# Thinking About Selling



## BigBadBrain (Aug 26, 2004)

Well, both of our kids are off to college - one to grad school and one to undergrad. Even though the 23RS is kind of on the small side as far as Outbacks go, it seems excessive for just two of us. Also, we'd like an RV that is a little more road friendly; able to stop at the rest stop and sit for a meal without pulling a slide out, that kind of thing.

The Outback has been a great RV and friend and I just spent the weekend spiffing her up. I'm not sure if I spent more time this time cleaning to sell or just to spend a little more time with it.
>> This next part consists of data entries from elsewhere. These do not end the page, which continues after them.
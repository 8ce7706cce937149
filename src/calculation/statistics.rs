//! Period-level statistics.
//!
//! Pure functions over an ordered slice of line items. Each total is
//! accumulated in its own pass, and extremal selection is a stable linear
//! scan where the earliest item wins a tie.

use rust_decimal::Decimal;

use crate::models::{ExtremalEntry, PayrollLineItem, PeriodStatistics};

/// Divides `total` by `count`, returning zero for an empty set.
pub(crate) fn average(total: Decimal, count: usize) -> Decimal {
    if count == 0 {
        Decimal::ZERO
    } else {
        total / Decimal::from(count)
    }
}

/// Returns the first item with the greatest `key`.
///
/// `Iterator::max_by_key` keeps the last maximum, so the scan is explicit.
pub(crate) fn first_max_by<F>(items: &[PayrollLineItem], key: F) -> Option<&PayrollLineItem>
where
    F: Fn(&PayrollLineItem) -> Decimal,
{
    let mut best: Option<(&PayrollLineItem, Decimal)> = None;
    for item in items {
        let value = key(item);
        match best {
            Some((_, current)) if value <= current => {}
            _ => best = Some((item, value)),
        }
    }
    best.map(|(item, _)| item)
}

/// Returns the first item with the smallest `key`.
pub(crate) fn first_min_by<F>(items: &[PayrollLineItem], key: F) -> Option<&PayrollLineItem>
where
    F: Fn(&PayrollLineItem) -> Decimal,
{
    let mut best: Option<(&PayrollLineItem, Decimal)> = None;
    for item in items {
        let value = key(item);
        match best {
            Some((_, current)) if value >= current => {}
            _ => best = Some((item, value)),
        }
    }
    best.map(|(item, _)| item)
}

/// Computes the period-wide report for `items`.
///
/// Salaries strictly above `high_salary_threshold` count as high; the rest
/// count as low. An empty slice yields [`PeriodStatistics::empty`].
///
/// # Example
///
/// ```
/// use payroll_engine::calculation::{build_period, period_statistics};
/// use payroll_engine::config::PayrollConfig;
/// use payroll_engine::models::Employee;
/// use rust_decimal::Decimal;
/// use std::str::FromStr;
///
/// let config = PayrollConfig::default();
/// let employees = vec![
///     Employee::new("1234567890", "Ana Lopez", Decimal::new(800, 0), "Ventas", "Asesora")?,
///     Employee::new("0987654321", "Luis Ruiz", Decimal::new(1200, 0), "IT", "Dev")?,
/// ];
/// let period = build_period(1, "202501".parse()?, &employees, &config);
///
/// let stats = period_statistics(period.line_items(), config.high_salary_threshold);
/// assert_eq!(stats.total_net, Decimal::from_str("1871.00").unwrap());
/// assert_eq!(stats.high_salary_count, 1);
/// assert_eq!(stats.highest_net.unwrap().name, "Luis Ruiz");
/// # Ok::<(), payroll_engine::error::EngineError>(())
/// ```
pub fn period_statistics(
    items: &[PayrollLineItem],
    high_salary_threshold: Decimal,
) -> PeriodStatistics {
    if items.is_empty() {
        return PeriodStatistics::empty();
    }

    let count = items.len();
    let total_net: Decimal = items.iter().map(PayrollLineItem::net_pay).sum();
    let total_income: Decimal = items.iter().map(PayrollLineItem::total_income).sum();
    let total_salary: Decimal = items.iter().map(PayrollLineItem::salary).sum();
    let total_bonus: Decimal = items.iter().map(PayrollLineItem::bonus).sum();
    let total_contribution: Decimal = items.iter().map(PayrollLineItem::contribution).sum();

    let high_salary_count = items
        .iter()
        .filter(|item| item.salary() > high_salary_threshold)
        .count();
    let low_salary_count = items
        .iter()
        .filter(|item| item.salary() <= high_salary_threshold)
        .count();

    let highest_net = first_max_by(items, PayrollLineItem::net_pay)
        .map(|item| ExtremalEntry::from_item(item, item.net_pay()));
    let lowest_net = first_min_by(items, PayrollLineItem::net_pay)
        .map(|item| ExtremalEntry::from_item(item, item.net_pay()));
    let highest_salary = first_max_by(items, PayrollLineItem::salary)
        .map(|item| ExtremalEntry::from_item(item, item.salary()));

    PeriodStatistics {
        total_employees: count,
        total_net,
        total_income,
        total_salary,
        total_bonus,
        total_contribution,
        average_salary: average(total_salary, count),
        average_net: average(total_net, count),
        high_salary_count,
        low_salary_count,
        highest_net,
        lowest_net,
        highest_salary,
        employee_names: items.iter().map(|item| item.employee().name.clone()).collect(),
    }
}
Until we really know what we intend to do instead, we'll keep the 23RS. With a brand new F-250 we are unlikely to go the motorhome route. We have been considering a truck camper.

BBB


----------



## Sweathog62 (Jul 28, 2005)

Hmm.... The kids are gone and you may want to sell out.... Well, both of mine are gone as of tonight also. Since the truck and TT are both paid off, I see it as my second home. Should we loose our jobs, I say hit the road and recharge the batteries before the grandchildern start to arrive.

We love the 23 because we can still slip in the national park campgrounds.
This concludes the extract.